Maka, menurut saya, cerita sedih maupun cerita bahagia sama
aja susah ditahan untuk nggak dibagikan, meski oleh orang yang pendiam dan
pemalu seperti saya :P *kemudian ditimpuk mouse* *gapapa sini saya terima
hahaha*
Walau gitu, tetap aja ada bedanya antara cerita sedih dan
cerita bahagia. Ketika cerita sedih/kesel kita bagikan, biasanya akan ada
sesuatu yang diberikan oleh orang yang mendengarkan cerita kita, sesederhana
kata ‘sabar ya’, emoji ikut kesel/marah, diberi pukpuk atau hugs, diberi saran
atau nasihat, dan macem-macem. Intinya, apa yang diberikan oleh orang itu,
kemungkinan besar akan menurunkan rasa sedih/kesel/cemas kita. Sebaliknya,
ketika cerita senang kita bagikan ke orang lain, biasanya orang itu akan turut
senang atau memberi komentar menyenangkan yang akan meningkatkan rasa senang
kita. Apalagi kalau kita cerita tentang harapan atau ekspektasi atau rencana
kita, biasanya komentarnya tuh makin membuat perasaan kita melambung dan imajinasi
kita makin menjadi-jadi. Menurut saya, di sini kudu ati-ati. Ingat, segala
sesuatu yang berlebihan itu nggak baik, termasuk ekspektasi berlebihan. Kalau ekspektasi
nggak kesampaian, saaaakkkkiiiittt~~ haaaatttiiikkuuu~ *kemudian nyanyi*
Ada beberapa contoh dari pengalaman pribadi saya tentang
cerita ekspektasi ini. Misalnya dulu udah punya rencana mau liburan ke
Malaysia, udah cerita ke mana-mana, ternyata dibatalin. Udah yakin bakal
keterima di yujiem karena di unpad yang relatif lebih susah seleksinya aja bisa
keterima, eh ternyata gagal. Udah janjian mau ketemuan di Jogja karena bakl
pulang, ternyata jadwal masuk kuliah dimajuin. Terus jatuh cinta sama si itu,
udah cerita ke mana-mana, digodain dan didoain orang lain jadi harapan makin
melambung ternyata pedhot ugha. Saaaakkkiiittt~~ haaattiiikuuu wooo uwooo~ ooooouuuwwoooo~ *kemudian nyanyi lagi*
Pas nulis ini tiba-tiba saya keinget salah satu prinsipnya
St. Ignatius Loyola (maklum, kebanyakan bergaul sama yesweet :P). Saya lupa
gimana persisnya kalimatnya, tapi intinya: ketika merasa senang (konsolasi)
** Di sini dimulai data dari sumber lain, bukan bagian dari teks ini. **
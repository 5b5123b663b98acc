use std::io::BufRead;

use crate::{
    error::FlowError,
    info,
    spotify::{SpotifyClient, auth::SpotifyAuth},
    types::{Token, User},
    utils, warning,
};

use super::read_line;

/// Walks the user through the authorization-code flow.
///
/// Prints the authorize URL (and hands it to `open_browser`), reads the
/// code or the full redirect URL the user pastes, exchanges it for a token
/// and looks up the user's profile.
pub async fn login<R, F>(
    auth: &SpotifyAuth,
    spotify: &SpotifyClient,
    input: &mut R,
    open_browser: F,
) -> Result<(Token, User), FlowError>
where
    R: BufRead,
    F: FnOnce(&str) -> std::io::Result<()>,
{
    let state = utils::generate_state();
    let auth_url = auth.authorize_url(&state)?;

    info!(
        "Open the link below to authorize your Spotify account. On redirect, enter the code (or the whole url)."
    );
    println!("{}", auth_url);

    if open_browser(auth_url.as_str()).is_err() {
        warning!("Failed to open browser. Please navigate to the url above manually.");
    }

    println!();
    let answer = read_line(input, "Enter auth code>")?;
    let code = utils::extract_auth_code(&answer, &state).map_err(FlowError::Authorization)?;

    let token = auth.exchange_code(&code).await?;
    let user = spotify.current_user(&token.access_token).await?;

    Ok((token, user))
}
use crate::{
    error::SpotifyError,
    types::{
        AddTrackToPlaylistRequest, AddTrackToPlaylistResponse, CreatePlaylistRequest,
        CreatePlaylistResponse,
    },
};

use super::{SpotifyClient, expect_status};

/// Most track URIs accepted by one add-tracks request.
pub const ADD_TRACKS_CHUNK: usize = 100;

impl SpotifyClient {
    /// Creates a private playlist for `user_id` and returns its id.
    ///
    /// Spotify answers 201 on success. Any other status fails with the raw
    /// response text.
    pub async fn create_playlist(
        &self,
        token: &str,
        user_id: &str,
        name: &str,
    ) -> Result<String, SpotifyError> {
        let body = CreatePlaylistRequest {
            name: name.to_string(),
            description: "Created by moodlist".to_string(),
            public: false,
        };

        let response = self
            .http
            .post(self.url(&format!("/users/{}/playlists", user_id)))
            .bearer_auth(token)
            .json(&body)
            .send()
            .await?;

        let response = expect_status(response, 201, "Failed to create playlist").await?;
        Ok(response.json::<CreatePlaylistResponse>().await?.id)
    }

    /// Appends `uris` to a playlist, [`ADD_TRACKS_CHUNK`] at a time, and
    /// returns the last snapshot id. An empty list sends nothing.
    pub async fn add_tracks(
        &self,
        token: &str,
        playlist_id: &str,
        uris: &[String],
    ) -> Result<Option<String>, SpotifyError> {
        let api_url = self.url(&format!("/playlists/{}/tracks", playlist_id));
        let mut snapshot_id = None;

        for chunk in uris.chunks(ADD_TRACKS_CHUNK) {
            let body = AddTrackToPlaylistRequest {
                uris: chunk.to_vec(),
            };

            let response = self
                .http
                .post(&api_url)
                .bearer_auth(token)
                .json(&body)
                .send()
                .await?;

            let response = expect_status(response, 201, "Failed to add tracks").await?;
            snapshot_id = Some(response.json::<AddTrackToPlaylistResponse>().await?.snapshot_id);
        }

        Ok(snapshot_id)
    }
}
//! Build script for the mood playlist CLI.
//!
//! Copies the configuration templates to the user's local data directory so
//! that the templates sit next to the files the application reads:
//! - Linux: `~/.local/share/moodlist/`
//! - macOS: `~/Library/Application Support/moodlist/`
//! - Windows: `%LOCALAPPDATA%/moodlist/`
//!
//! A missing template only produces a cargo warning.

use std::{env, fs, path::PathBuf};

const TEMPLATES: [&str; 3] = [
    "client.env.example",
    "spotify.env.example",
    "gateway.env.example",
];

fn main() -> Result<(), Box<dyn std::error::Error>> {
    for template in TEMPLATES {
        println!("cargo:rerun-if-changed=config/{}", template);
    }

    let manifest_dir = PathBuf::from(env::var("CARGO_MANIFEST_DIR")?);

    let mut out_dir = dirs::data_local_dir().unwrap_or_else(|| PathBuf::from("."));
    out_dir.push("moodlist");
    fs::create_dir_all(&out_dir)?;

    for template in TEMPLATES {
        let source = manifest_dir.join("config").join(template);
        if source.is_file() {
            let contents = fs::read_to_string(&source)?;
            fs::write(out_dir.join(template), contents)?;
        } else {
            println!("cargo:warning={} not found at {}", template, source.display());
        }
    }

    Ok(())
}
use std::sync::Arc;

use axum::{Extension, body::Bytes, response::Json};

use crate::{
    error::HandlerError,
    sentiment::ComprehendClient,
    types::{SentimentRequest, SentimentResponse},
};

use super::{AppState, parse_body};

pub async fn analyze_sentiment(
    comprehend: &ComprehendClient,
    request: &SentimentRequest,
) -> Result<SentimentResponse, HandlerError> {
    let response = comprehend.detect_sentiment(&request.text).await?;
    tracing::info!(
        sentiment = %response.sentiment,
        positive = response.scores.positive,
        negative = response.scores.negative,
        neutral = response.scores.neutral,
        mixed = response.scores.mixed,
        "sentiment scores"
    );
    Ok(response)
}

/// `POST /sentiment`. A malformed body answers 400, a failed analysis 500,
/// both with the error message.
pub async fn sentiment(
    Extension(state): Extension<Arc<AppState>>,
    body: Bytes,
) -> Result<Json<SentimentResponse>, HandlerError> {
    let request: SentimentRequest = parse_body(&body)?;
    let response = analyze_sentiment(&state.comprehend, &request).await?;
    Ok(Json(response))
}
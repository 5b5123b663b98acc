//! # CLI Module
//!
//! The interactive client. After configuration and authorization it offers a
//! numeric menu:
//!
//! ```text
//! 0 => end
//! 1 => make playlist based on your mood
//! 2 => make playlist based on your top artists
//! 3 => get text sentiment
//! ```
//!
//! ## Layout
//!
//! - [`run`] - startup: configuration, gateway health check, authorization, menu
//! - [`auth`] - authorization-code flow against Spotify
//! - [`session`] - the authorized user and a self-refreshing token
//! - [`menu`] - prompt and dispatch loop
//! - [`playlist`] - mood and top-artists playlist flows
//! - [`sentiment`] - text sentiment flow
//!
//! Every flow reads its input from a [`BufRead`] and returns a typed result.
//! The menu loop decides how results and errors are shown, then prompts
//! again; a failed action leaves nothing behind that the next one depends on.

pub mod auth;
pub mod menu;
pub mod playlist;
pub mod sentiment;
pub mod session;

use std::{
    io::{self, BufRead, Write},
    path::PathBuf,
    time::Duration,
};

use indicatif::{ProgressBar, ProgressStyle};

use crate::{
    config::{self, ClientConfig, SpotifyConfig},
    error, gateway::GatewayClient, info,
    spotify::{SpotifyClient, auth::SpotifyAuth},
    success, warning,
};

pub use session::Session;

/// Prints `prompt` and reads one line. End of input yields an empty string.
pub fn read_line<R: BufRead>(input: &mut R, prompt: &str) -> io::Result<String> {
    println!("{}", prompt);
    io::stdout().flush()?;

    let mut line = String::new();
    input.read_line(&mut line)?;
    Ok(line.trim_end_matches(['\r', '\n']).to_string())
}

pub(crate) fn spinner(message: &'static str) -> ProgressBar {
    let pb = ProgressBar::new_spinner();
    pb.set_message(message);
    pb.enable_steady_tick(Duration::from_millis(100));
    if let Ok(style) = ProgressStyle::with_template("{spinner:.blue} {msg}") {
        pb.set_style(style.tick_chars("⠋⠙⠹⠸⠼⠴⠦⠧⠇⠏"));
    }
    pb
}

/// Asks for the client config file, ENTER keeps `default`.
fn choose_client_config<R: BufRead>(input: &mut R, default: PathBuf) -> io::Result<PathBuf> {
    println!("First, enter name of client config file to use...");
    println!("Press ENTER to use default ({}), or", default.display());
    let answer = read_line(input, "enter config file name>")?;

    if answer.trim().is_empty() {
        Ok(default)
    } else {
        Ok(PathBuf::from(answer.trim()))
    }
}

/// Runs the interactive client until the user ends it.
///
/// Configuration and authorization problems end the program with a message.
pub async fn run(client_config: Option<PathBuf>, spotify_config: Option<PathBuf>) {
    println!("** Welcome to moodlist **");
    println!();

    let stdin = io::stdin();
    let mut input = stdin.lock();

    let client_config_path = match client_config {
        Some(path) => path,
        None => match choose_client_config(&mut input, config::default_client_config()) {
            Ok(path) => path,
            Err(e) => error!("Cannot read input: {}", e),
        },
    };

    let client_config = match ClientConfig::load(&client_config_path).await {
        Ok(c) => c,
        Err(e) => error!("{}", e),
    };

    let spotify_config_path = spotify_config.unwrap_or_else(config::default_spotify_config);
    let spotify_config = match SpotifyConfig::load(&spotify_config_path).await {
        Ok(c) => c,
        Err(e) => error!("{}", e),
    };

    let gateway = GatewayClient::new(client_config.webservice);
    match gateway.health().await {
        Some(200) => info!("Gateway {} is up", gateway.baseurl()),
        Some(status) => warning!(
            "Gateway {} answered health check with status {}",
            gateway.baseurl(),
            status
        ),
        None => warning!("Gateway {} is not reachable", gateway.baseurl()),
    }

    let spotify = SpotifyClient::new(spotify_config.api_url.clone());
    let spotify_auth = SpotifyAuth::new(spotify_config);

    if let Err(e) = spotify_auth.client_credentials().await {
        error!("Spotify rejected the configured client credentials: {}", e);
    }

    let login = auth::login(&spotify_auth, &spotify, &mut input, webbrowser::open).await;
    let (token, user) = match login {
        Ok(login) => login,
        Err(e) => error!("{}", e),
    };
    success!(
        "Logged in as {}",
        user.display_name.as_deref().unwrap_or(&user.id)
    );

    let mut session = Session::new(gateway, spotify_auth, token, user.id);
    if let Err(e) = menu::menu_loop(&mut session, &mut input).await {
        warning!("{}", e);
    }

    println!();
    println!("** done **");
}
ingat-ingatlah masa-masa sedih (desolasi), dan sebaliknya, ketika masa-masa
sedih (desolasi) ingat-ingatlah masa-masa senang (konsolasi).
Jadi kalau ada yang merasa sedih dan mau menyerah karena
skripsi ditolak mulu sama pembimbing, coba ingat momen menyenangkan dalam bikin
skripsi, misalnya ketika berhasil menemukan masalah penelitian, ketika revisian
di-acc, ketika pengambilan data selesai (contohnya konkret banget ya, maklum
masih mahasiswi, lagi belajar metode penelitian pula hahaha)
Atau ketika ada konflik besar sama pasangan dan rasanya
pengen pisah aja, coba diingat hal-hal yang membuat jatuh cinta, atau yang
membuat relasi semakin dekat.
Ketika liburan yang (puji Tuhaaan) cukup panjang akhir
2017-awal 2018 lalu, saya beberapa kali refleksi perjuangan di semester 1
kemarin, sambil tetap mengingat-ingat Jatinangor yang sedang saya tinggal untuk
berlibur di Jogja tercinta. Supaya nggak keenakan libur dan nggak lupa balik ke
Nangor gitu maksudnya hehe
Ketika kita mendapatkan hal yang kita inginkan, ingat juga betapa
menantangnya perjuangan untuk mendapatkan hal itu.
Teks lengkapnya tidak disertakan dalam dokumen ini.